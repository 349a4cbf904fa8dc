//! # check-node
//!
//! Node daemon for nodecheck, the distributed self-diagnostics orchestrator.
//!
//! Every node in the cluster runs this daemon. It:
//! - Executes self-test plans locally (disk and network probes)
//! - Answers peers' network probes
//! - Coordinates cluster-wide start, status and stop on operator request
//!
//! ## Architecture
//!
//! ```text
//!  operator ──HTTP/JSON──► any node
//!                           │ Coordinator
//!                           │   fan-out over NodeTransport
//!            ┌──────────────┼──────────────┐
//!            ▼              ▼              ▼
//!        NodeRunner     NodeRunner     NodeRunner
//!        (node 0)       (node 1)       (node 2)
//!            │  probes: disk I/O, netcheck to peers
//! ```
//!
//! The run state machine itself lives in `check-core`; this crate
//! executes the actions it produces.

#![warn(missing_docs)]
#![warn(clippy::all)]

pub mod config;
pub mod coordinator;
pub mod error;
pub mod fetcher;
pub mod http;
pub mod probe;
pub mod runner;
pub mod server;
pub mod transport;

pub use config::Config;
pub use coordinator::{Coordinator, CoordinatorError, StartSummary, StopSummary};
pub use error::{NodeError, Result};
pub use runner::{NodeRunner, RunnerError, RunnerMetrics};
pub use server::CheckNode;
pub use transport::{HttpTransport, LocalTransport, NodeTransport, TransportError};
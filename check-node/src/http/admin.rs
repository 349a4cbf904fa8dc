//! Operator API: cluster-wide start, status and stop.

use crate::coordinator::{CoordinatorError, StartSummary, StopSummary};
use crate::server::CheckNode;
use axum::extract::rejection::JsonRejection;
use axum::http::StatusCode;
use axum::response::{IntoResponse, Response};
use axum::{Extension, Json};
use check_types::{NodeReport, StartOptions};
use serde::Serialize;
use std::sync::Arc;

/// Error body returned by the operator API.
#[derive(Debug, Serialize)]
pub struct ApiError {
    #[serde(skip)]
    status: StatusCode,
    error: String,
}

impl ApiError {
    fn new(status: StatusCode, error: impl ToString) -> Self {
        Self {
            status,
            error: error.to_string(),
        }
    }
}

impl From<CoordinatorError> for ApiError {
    fn from(err: CoordinatorError) -> Self {
        let status = match &err {
            CoordinatorError::Busy { .. } => StatusCode::SERVICE_UNAVAILABLE,
            CoordinatorError::InvalidRequest(_) => StatusCode::BAD_REQUEST,
            CoordinatorError::StopFailed { .. } => StatusCode::INTERNAL_SERVER_ERROR,
        };
        Self::new(status, err)
    }
}

impl IntoResponse for ApiError {
    fn into_response(self) -> Response {
        (self.status, Json(self)).into_response()
    }
}

/// `POST /v1/debug/self_test/start`
pub async fn start_handler(
    Extension(node): Extension<Arc<CheckNode>>,
    options: Result<Json<StartOptions>, JsonRejection>,
) -> Result<Json<StartSummary>, ApiError> {
    let Json(options) = options.map_err(|e| ApiError::new(StatusCode::BAD_REQUEST, e.body_text()))?;
    let summary = node.coordinator().start(options).await?;
    Ok(Json(summary))
}

/// `GET /v1/debug/self_test/status`
pub async fn status_handler(Extension(node): Extension<Arc<CheckNode>>) -> Json<Vec<NodeReport>> {
    Json(node.coordinator().status().await)
}

/// `POST /v1/debug/self_test/stop`
pub async fn stop_handler(
    Extension(node): Extension<Arc<CheckNode>>,
) -> Result<Json<StopSummary>, ApiError> {
    Ok(Json(node.coordinator().stop().await?))
}
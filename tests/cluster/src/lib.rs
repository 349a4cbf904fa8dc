//! # cluster-tests
//!
//! End-to-end scenarios for nodecheck.
//!
//! Every scenario runs a whole cluster inside one process: each node is a
//! real [`check_node::CheckNode`] and nodes talk through
//! [`check_node::LocalTransport`], which can crash nodes and inject latency.
//!
//! - `harness` - builds and drives a local cluster
//! - `assertions` - pure checks over the cluster view
//! - `scenarios` - the scenarios themselves

#![warn(missing_docs)]
#![warn(clippy::all)]

pub mod assertions;
pub mod harness;

pub mod scenarios;
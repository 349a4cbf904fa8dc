//! Stop and busy scenarios.

#[cfg(test)]
mod tests {
    use crate::assertions::{assert_all_cancelled, assert_clean_run};
    use crate::harness::LocalCluster;
    use crate::scenarios::{disk, network, plan};
    use check_node::CoordinatorError;
    use check_types::{NodeStatus, Report, WARNING_CANCELLED_RUNNING};
    use std::time::{Duration, Instant};

    /// A stop one second in returns long before the budgets elapse and
    /// leaves a warning on every report.
    #[tokio::test]
    async fn stop_one_second_in() {
        let cluster = LocalCluster::new(3).unwrap();
        let started = Instant::now();

        cluster
            .coordinator()
            .start(plan(vec![disk(3_000), network(3_000), disk(3_000)], None))
            .await
            .unwrap();
        tokio::time::sleep(Duration::from_secs(1)).await;

        let summary = cluster.coordinator().stop().await.unwrap();
        assert_eq!(summary.stopped.len(), 3);
        assert!(summary.unreachable.is_empty());
        assert!(started.elapsed() < Duration::from_millis(9_000));

        // stop() is synchronous: nothing is running any more.
        let view = cluster.coordinator().status().await;
        assert!(view.iter().all(|n| n.status == NodeStatus::Idle));
        assert_all_cancelled(&view).assert_passed();

        for node in &view {
            let results = node.results.as_ref().unwrap();
            assert_eq!(results.len(), 3);
            assert_eq!(results[0].warning(), Some(WARNING_CANCELLED_RUNNING));
            assert!(results[0].duration() >= 900);
            assert_eq!(results[1], Report::not_started());
            assert_eq!(results[2], Report::not_started());
        }
    }

    /// Stopping an idle cluster is a no-op that succeeds.
    #[tokio::test]
    async fn stop_is_idempotent() {
        let cluster = LocalCluster::new(2).unwrap();

        let first = cluster.coordinator().stop().await.unwrap();
        let second = cluster.coordinator().stop().await.unwrap();
        assert_eq!(first, second);
        assert_eq!(first.stopped.len(), 2);

        let view = cluster.coordinator().status().await;
        assert!(view.iter().all(|n| n.results.is_none()));
    }

    /// A start during a run is refused and does not disturb the run.
    #[tokio::test]
    async fn start_while_running_is_rejected() {
        let cluster = LocalCluster::new(2).unwrap();
        cluster
            .coordinator()
            .start(plan(vec![disk(300), disk(300)], None))
            .await
            .unwrap();

        let err = cluster
            .coordinator()
            .start(plan(vec![disk(50); 5], None))
            .await
            .unwrap_err();
        assert!(matches!(err, CoordinatorError::Busy { ref nodes } if nodes.len() == 2));

        // Any node can coordinate; node 1 sees the same run.
        let err = cluster
            .node(1)
            .coordinator()
            .start(plan(vec![disk(50)], None))
            .await
            .unwrap_err();
        assert!(matches!(err, CoordinatorError::Busy { .. }));

        let view = cluster.wait_for_settled(Duration::from_secs(10)).await.unwrap();
        assert_clean_run(&view, 2).assert_passed();
    }
}
//! Cluster-wide self-test coordination.
//!
//! Any node can coordinate. The coordinator owns no run state: it reads
//! and commands every member's runner through the [`NodeTransport`].

use crate::config::CoordinatorConfig;
use crate::fetcher::PeerStatusFetcher;
use crate::transport::{NodeTransport, TransportError};
use check_core::{validate, PlanError};
use check_types::{
    NodeId, NodeReport, NodeStartRequest, NodeStartResponse, NodeStatus, RunId, StartOptions,
};
use futures_util::future::join_all;
use serde::Serialize;
use std::sync::Arc;
use thiserror::Error;

/// Coordinator errors.
#[derive(Debug, Error)]
pub enum CoordinatorError {
    /// A self test is already running on the listed nodes.
    #[error("self test already running on nodes {}", list(.nodes))]
    Busy {
        /// Nodes reporting `running`.
        nodes: Vec<NodeId>,
    },

    /// The start options were rejected before anything was dispatched.
    #[error("invalid request: {0}")]
    InvalidRequest(#[from] PlanError),

    /// A reachable node failed to stop.
    #[error("node {node} failed to stop: {reason}")]
    StopFailed {
        /// The node.
        node: NodeId,
        /// What went wrong.
        reason: String,
    },
}

fn list(nodes: &[NodeId]) -> String {
    nodes
        .iter()
        .map(ToString::to_string)
        .collect::<Vec<_>>()
        .join(", ")
}

/// Outcome of a cluster-wide start.
#[derive(Debug, Clone, PartialEq, Eq, Serialize)]
pub struct StartSummary {
    /// Identifier of the new run.
    pub run_id: RunId,
    /// Nodes that accepted the plan.
    pub dispatched: Vec<NodeId>,
    /// Nodes that were already running when the plan arrived.
    pub busy: Vec<NodeId>,
    /// Nodes that could not be reached.
    pub unreachable: Vec<NodeId>,
}

/// Outcome of a cluster-wide stop.
#[derive(Debug, Clone, Default, PartialEq, Eq, Serialize)]
pub struct StopSummary {
    /// Nodes that confirmed they are idle.
    pub stopped: Vec<NodeId>,
    /// Nodes that could not be reached (and so were not stopped).
    pub unreachable: Vec<NodeId>,
}

/// Fans operator commands out to every member.
pub struct Coordinator {
    node_id: NodeId,
    members: Vec<NodeId>,
    transport: Arc<dyn NodeTransport>,
    fetcher: PeerStatusFetcher,
    config: CoordinatorConfig,
}

impl std::fmt::Debug for Coordinator {
    fn fmt(&self, f: &mut std::fmt::Formatter<'_>) -> std::fmt::Result {
        f.debug_struct("Coordinator")
            .field("node_id", &self.node_id)
            .field("members", &self.members)
            .field("config", &self.config)
            .finish_non_exhaustive()
    }
}

impl Coordinator {
    /// Create a coordinator running on `node_id` for the given membership.
    pub fn new(
        node_id: NodeId,
        mut members: Vec<NodeId>,
        transport: Arc<dyn NodeTransport>,
        config: CoordinatorConfig,
    ) -> Self {
        members.sort();
        members.dedup();
        let fetcher = PeerStatusFetcher::new(Arc::clone(&transport), config.status_timeout());
        Self {
            node_id,
            members,
            transport,
            fetcher,
            config,
        }
    }

    /// Every known node, sorted.
    pub fn members(&self) -> &[NodeId] {
        &self.members
    }

    /// Validate `options` and dispatch the plan to every target node.
    ///
    /// Nothing is dispatched when any reachable target is already running.
    /// Unreachable targets are skipped and listed in the summary.
    pub async fn start(&self, options: StartOptions) -> Result<StartSummary, CoordinatorError> {
        let targets = validate(&options, &self.members)?;

        let view = self.fetcher.fetch_view(&targets).await;
        let running = view.nodes_with(NodeStatus::Running);
        if !running.is_empty() {
            tracing::info!(nodes = %list(&running), "Start rejected: self test in progress");
            return Err(CoordinatorError::Busy { nodes: running });
        }

        let mut unreachable = view.nodes_with(NodeStatus::Unreachable);
        let reachable: Vec<NodeId> = targets
            .iter()
            .copied()
            .filter(|node| !unreachable.contains(node))
            .collect();

        let run_id = RunId::new();
        tracing::info!(
            coordinator = %self.node_id,
            %run_id,
            tests = options.tests.len(),
            targets = %list(&targets),
            "Dispatching self test"
        );

        let request = NodeStartRequest {
            run_id,
            tests: options.tests,
            peers: targets,
        };
        let outcomes = join_all(reachable.iter().map(|&node| {
            let request = request.clone();
            async move {
                let result =
                    tokio::time::timeout(self.config.dispatch_timeout(), self.transport.start(node, request))
                        .await
                        .unwrap_or(Err(TransportError::Timeout(node)));
                (node, result)
            }
        }))
        .await;

        let mut dispatched = Vec::new();
        let mut busy = Vec::new();
        for (node, outcome) in outcomes {
            match outcome {
                Ok(NodeStartResponse::Accepted) => dispatched.push(node),
                Ok(NodeStartResponse::Busy { run_id: current }) => {
                    tracing::info!(node_id = %node, %current, "Node busy at dispatch");
                    busy.push(node);
                }
                Err(e) => {
                    tracing::warn!(node_id = %node, error = %e, "Dispatch failed");
                    unreachable.push(node);
                }
            }
        }
        unreachable.sort();

        if dispatched.is_empty() && !busy.is_empty() {
            return Err(CoordinatorError::Busy { nodes: busy });
        }

        Ok(StartSummary {
            run_id,
            dispatched,
            busy,
            unreachable,
        })
    }

    /// Snapshot every member, ordered by node id.
    pub async fn status(&self) -> Vec<NodeReport> {
        self.fetcher.fetch_view(&self.members).await.into_reports()
    }

    /// Stop every reachable member and wait until each is idle.
    pub async fn stop(&self) -> Result<StopSummary, CoordinatorError> {
        tracing::info!(coordinator = %self.node_id, "Stopping self test");

        let stop_timeout = self.config.stop_timeout();
        let outcomes = join_all(self.members.iter().map(|&node| async move {
            // Not idle in time is a failure to stop, not unreachability.
            let result = tokio::time::timeout(stop_timeout, self.transport.stop(node))
                .await
                .unwrap_or_else(|_| {
                    Err(TransportError::Remote {
                        node,
                        reason: format!("not idle after {}ms", stop_timeout.as_millis()),
                    })
                });
            (node, result)
        }))
        .await;

        let mut summary = StopSummary::default();
        let mut failure = None;
        for (node, outcome) in outcomes {
            match outcome {
                Ok(()) => summary.stopped.push(node),
                Err(e) if e.is_connectivity() => {
                    tracing::warn!(node_id = %node, error = %e, "Node not stopped: unreachable");
                    summary.unreachable.push(node);
                }
                Err(e) => {
                    tracing::error!(node_id = %node, error = %e, "Node failed to stop");
                    failure.get_or_insert(CoordinatorError::StopFailed {
                        node,
                        reason: e.to_string(),
                    });
                }
            }
        }

        match failure {
            Some(err) => Err(err),
            None => Ok(summary),
        }
    }
}
//! Outcome types: per-test [`Report`]s and per-node state.

use serde::{Deserialize, Serialize};

use crate::{NodeId, RunId, WireError};

/// Warning attached to the test that was running when a stop arrived.
pub const WARNING_CANCELLED_RUNNING: &str = "Test was cancelled while running";

/// Warning attached to tests that never started because of a stop.
pub const WARNING_CANCELLED_BEFORE_START: &str = "Test was cancelled before it started";

/// Warning attached to a network test on a node with no one to talk to.
pub const WARNING_NO_PEERS: &str = "Network test skipped: no peers available";

/// Outcome of one test on one node.
///
/// Exactly one of clean success, `error` or `warning` holds. The
/// constructors are the only way to build a report, and deserialization
/// rejects payloads that carry both.
#[derive(Debug, Clone, PartialEq, Eq, Serialize, Deserialize)]
#[serde(try_from = "RawReport")]
pub struct Report {
    duration: u64,
    #[serde(default, skip_serializing_if = "Option::is_none")]
    error: Option<String>,
    #[serde(default, skip_serializing_if = "Option::is_none")]
    warning: Option<String>,
}

impl Report {
    /// The test ran to its budget.
    pub fn success(duration_ms: u64) -> Self {
        Self {
            duration: duration_ms,
            error: None,
            warning: None,
        }
    }

    /// The test failed inside the probe.
    pub fn failed(duration_ms: u64, error: impl Into<String>) -> Self {
        Self {
            duration: duration_ms,
            error: Some(error.into()),
            warning: None,
        }
    }

    /// The test was stopped before completing naturally.
    pub fn cancelled(duration_ms: u64, warning: impl Into<String>) -> Self {
        Self {
            duration: duration_ms,
            error: None,
            warning: Some(warning.into()),
        }
    }

    /// The run was stopped before this test began.
    pub fn not_started() -> Self {
        Self::cancelled(0, WARNING_CANCELLED_BEFORE_START)
    }

    /// Elapsed milliseconds.
    pub fn duration(&self) -> u64 {
        self.duration
    }

    /// Probe failure, if any.
    pub fn error(&self) -> Option<&str> {
        self.error.as_deref()
    }

    /// Cancellation warning, if any.
    pub fn warning(&self) -> Option<&str> {
        self.warning.as_deref()
    }

    /// True when neither error nor warning is set.
    pub fn is_success(&self) -> bool {
        self.error.is_none() && self.warning.is_none()
    }
}

#[derive(Deserialize)]
struct RawReport {
    duration: u64,
    #[serde(default)]
    error: Option<String>,
    #[serde(default)]
    warning: Option<String>,
}

impl TryFrom<RawReport> for Report {
    type Error = WireError;

    fn try_from(raw: RawReport) -> Result<Self, Self::Error> {
        if raw.error.is_some() && raw.warning.is_some() {
            return Err(WireError::ConflictingOutcome);
        }
        Ok(Self {
            duration: raw.duration,
            error: raw.error,
            warning: raw.warning,
        })
    }
}

/// Coarse node status as shown to operators.
#[derive(Debug, Clone, Copy, PartialEq, Eq, Hash, Serialize, Deserialize)]
#[serde(rename_all = "lowercase")]
pub enum NodeStatus {
    /// No run in progress
    Idle,
    /// A run is in progress
    Running,
    /// The node did not answer
    Unreachable,
}

impl NodeStatus {
    /// Lowercase label, identical to the wire form.
    pub fn as_str(&self) -> &'static str {
        match self {
            Self::Idle => "idle",
            Self::Running => "running",
            Self::Unreachable => "unreachable",
        }
    }
}

/// Full per-node state.
#[derive(Debug, Clone, PartialEq, Eq, Serialize, Deserialize)]
#[serde(tag = "status", rename_all = "lowercase")]
pub enum NodeState {
    /// Not running; holds the last settled run's reports, if any run ever settled.
    Idle {
        /// One report per test of the last run, in plan order
        results: Option<Vec<Report>>,
    },
    /// A run is in progress.
    Running {
        /// The run being executed
        run_id: RunId,
    },
    /// The node could not be reached; carries no reports.
    Unreachable,
}

impl NodeState {
    /// Coarse status of this state.
    pub fn status(&self) -> NodeStatus {
        match self {
            Self::Idle { .. } => NodeStatus::Idle,
            Self::Running { .. } => NodeStatus::Running,
            Self::Unreachable => NodeStatus::Unreachable,
        }
    }

    /// Reports of the last settled run, only while idle.
    pub fn results(&self) -> Option<&[Report]> {
        match self {
            Self::Idle { results } => results.as_deref(),
            _ => None,
        }
    }

    /// Project into the operator-facing entry for `node_id`.
    pub fn into_report(self, node_id: NodeId) -> NodeReport {
        let status = self.status();
        let results = match self {
            Self::Idle { results } => results,
            _ => None,
        };
        NodeReport {
            node_id,
            status,
            results,
        }
    }
}

/// One entry of the cluster view as returned by `status`.
///
/// `results` is present iff the node is idle and a run has settled at least once.
#[derive(Debug, Clone, PartialEq, Eq, Serialize, Deserialize)]
pub struct NodeReport {
    /// Node this entry describes
    pub node_id: NodeId,
    /// Coarse status
    pub status: NodeStatus,
    /// Reports of the last settled run
    #[serde(default, skip_serializing_if = "Option::is_none")]
    pub results: Option<Vec<Report>>,
}
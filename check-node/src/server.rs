//! Node daemon assembly.
//!
//! A [`CheckNode`] bundles this node's runner with a coordinator that can
//! drive the whole cluster, and serves both over HTTP.

use crate::config::Config;
use crate::coordinator::Coordinator;
use crate::error::Result;
use crate::http::build_router;
use crate::runner::NodeRunner;
use crate::transport::{HttpTransport, NodeTransport};
use check_types::NodeId;
use std::future::Future;
use std::sync::Arc;
use std::time::Instant;

/// One nodecheck node.
pub struct CheckNode {
    config: Config,
    runner: Arc<NodeRunner>,
    coordinator: Coordinator,
    started_at: Instant,
}

impl std::fmt::Debug for CheckNode {
    fn fmt(&self, f: &mut std::fmt::Formatter<'_>) -> std::fmt::Result {
        f.debug_struct("CheckNode")
            .field("config", &self.config)
            .field("runner", &self.runner)
            .field("coordinator", &self.coordinator)
            .finish_non_exhaustive()
    }
}

impl CheckNode {
    /// Create a node that reaches its peers through `transport`.
    pub fn new(config: Config, transport: Arc<dyn NodeTransport>) -> Arc<Self> {
        let runner = NodeRunner::new(
            config.node.node_id,
            Arc::clone(&transport),
            config.probes.clone(),
        );
        let coordinator = Coordinator::new(
            config.node.node_id,
            config.members(),
            transport,
            config.coordinator.clone(),
        );

        Arc::new(Self {
            config,
            runner,
            coordinator,
            started_at: Instant::now(),
        })
    }

    /// Create a node that talks to its peers over HTTP.
    pub fn with_http_transport(config: Config) -> Result<Arc<Self>> {
        let transport = HttpTransport::new(&config.peer_addresses(), config.probes.rpc_timeout())?;
        Ok(Self::new(config, Arc::new(transport)))
    }

    /// This node's identity.
    pub fn node_id(&self) -> NodeId {
        self.config.node.node_id
    }

    /// Get the node configuration.
    pub fn config(&self) -> &Config {
        &self.config
    }

    /// This node's runner.
    pub fn runner(&self) -> &Arc<NodeRunner> {
        &self.runner
    }

    /// The cluster coordinator hosted by this node.
    pub fn coordinator(&self) -> &Coordinator {
        &self.coordinator
    }

    /// Seconds since this node was created.
    pub fn uptime_seconds(&self) -> u64 {
        self.started_at.elapsed().as_secs()
    }

    /// Serve the admin and internal endpoints until `shutdown` resolves.
    ///
    /// A run in progress is stopped before returning.
    pub async fn serve(self: Arc<Self>, shutdown: impl Future<Output = ()> + Send + 'static) -> Result<()> {
        let listener = tokio::net::TcpListener::bind(&self.config.node.admin_bind).await?;
        tracing::info!(
            node_id = %self.node_id(),
            addr = %listener.local_addr()?,
            members = self.coordinator.members().len(),
            "nodecheck listening"
        );

        axum::serve(listener, build_router(Arc::clone(&self)))
            .with_graceful_shutdown(shutdown)
            .await?;

        tracing::info!(node_id = %self.node_id(), "Shutting down, stopping local run");
        self.runner.stop().await?;
        Ok(())
    }
}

◆ ◆ ◆ ◆

TASK OBJECTIVE -> In the listing, find every line containing the word "IntoResponse" and list it.

WRITTEN RESPONSE ->
use axum::response::{IntoResponse, Response};
impl IntoResponse for ApiError {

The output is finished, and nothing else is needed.